Find all the lines in the material below with the word "VehicleModelRepository", and copy them.

· · · · ·

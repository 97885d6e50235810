use sqlx::PgPool;
use tracing::info;

use crate::dto::api_response::ApiResponse;
use crate::dto::catalog_dto::BrandDetailResponse;
use crate::models::brand::{Brand, BrandRequest, BrandSummary};
use crate::models::vehicle_model::VehicleModel;
use crate::repositories::brand_repository::BrandRepository;
use crate::repositories::vehicle_model_repository::VehicleModelRepository;
use crate::utils::errors::{ensure_valid_id, not_found_error, AppError, AppResult};

pub struct BrandController {
    repository: BrandRepository,
    models: VehicleModelRepository,
}

impl BrandController {
    pub fn new(pool: PgPool) -> Self {
        Self {
            repository: BrandRepository::new(pool.clone()),
            models: VehicleModelRepository::new(pool),
        }
    }

    pub async fn list(&self) -> AppResult<ApiResponse<Vec<BrandSummary>>> {
        let brands = self.repository.list().await?;
        Ok(ApiResponse::success(brands))
    }

    pub async fn get_by_id(&self, id: i32) -> AppResult<ApiResponse<BrandDetailResponse>> {
        ensure_valid_id(id)?;

        let brand = self
            .repository
            .find_by_id(id)
            .await?
            .ok_or_else(|| not_found_error("Brand", id))?;
        let models = self.models.find_by_brand(id).await?;

        Ok(ApiResponse::success(BrandDetailResponse::new(brand, models)))
    }

    /// Modelos de una marca (lista desplegable del formulario de vehículo)
    pub async fn list_models(&self, id: i32) -> AppResult<ApiResponse<Vec<VehicleModel>>> {
        ensure_valid_id(id)?;

        if !self.repository.exists(id).await? {
            return Err(not_found_error("Brand", id));
        }
        let models = self.models.find_by_brand(id).await?;

        Ok(ApiResponse::success(models))
    }

    pub async fn create(&self, request: BrandRequest) -> AppResult<ApiResponse<Brand>> {
        let name = request.name.trim();
        let brand = self
            .repository
            .create(name)
            .await
            .map_err(|e| duplicate_name(e, name))?;

        info!("🏷️ Marca {} creada ({})", brand.id, brand.name);
        Ok(ApiResponse::success_with_message(
            brand,
            "Brand created successfully".to_string(),
        ))
    }

    pub async fn update(&self, id: i32, request: BrandRequest) -> AppResult<ApiResponse<Brand>> {
        ensure_valid_id(id)?;

        let name = request.name.trim();
        let brand = self
            .repository
            .update(id, name)
            .await
            .map_err(|e| duplicate_name(e, name))?
            .ok_or_else(|| not_found_error("Brand", id))?;

        info!("🏷️ Marca {} actualizada", brand.id);
        Ok(ApiResponse::success_with_message(
            brand,
            "Brand updated successfully".to_string(),
        ))
    }

    pub async fn delete(&self, id: i32) -> AppResult<()> {
        ensure_valid_id(id)?;

        let deleted = self.repository.delete(id).await.map_err(|e| match e {
            AppError::Conflict(_) => AppError::Conflict(
                "Brand is used by at least one vehicle and cannot be deleted".to_string(),
            ),
            other => other,
        })?;

        if !deleted {
            return Err(not_found_error("Brand", id));
        }

        info!("🗑️ Marca {} eliminada", id);
        Ok(())
    }
}

fn duplicate_name(error: AppError, name: &str) -> AppError {
    match error {
        AppError::Conflict(_) => AppError::Conflict(format!("Brand '{}' already exists", name)),
        other => other,
    }
}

· · · · ·

> REPLY
use crate::repositories::vehicle_model_repository::VehicleModelRepository;
    models: VehicleModelRepository,
            models: VehicleModelRepository::new(pool),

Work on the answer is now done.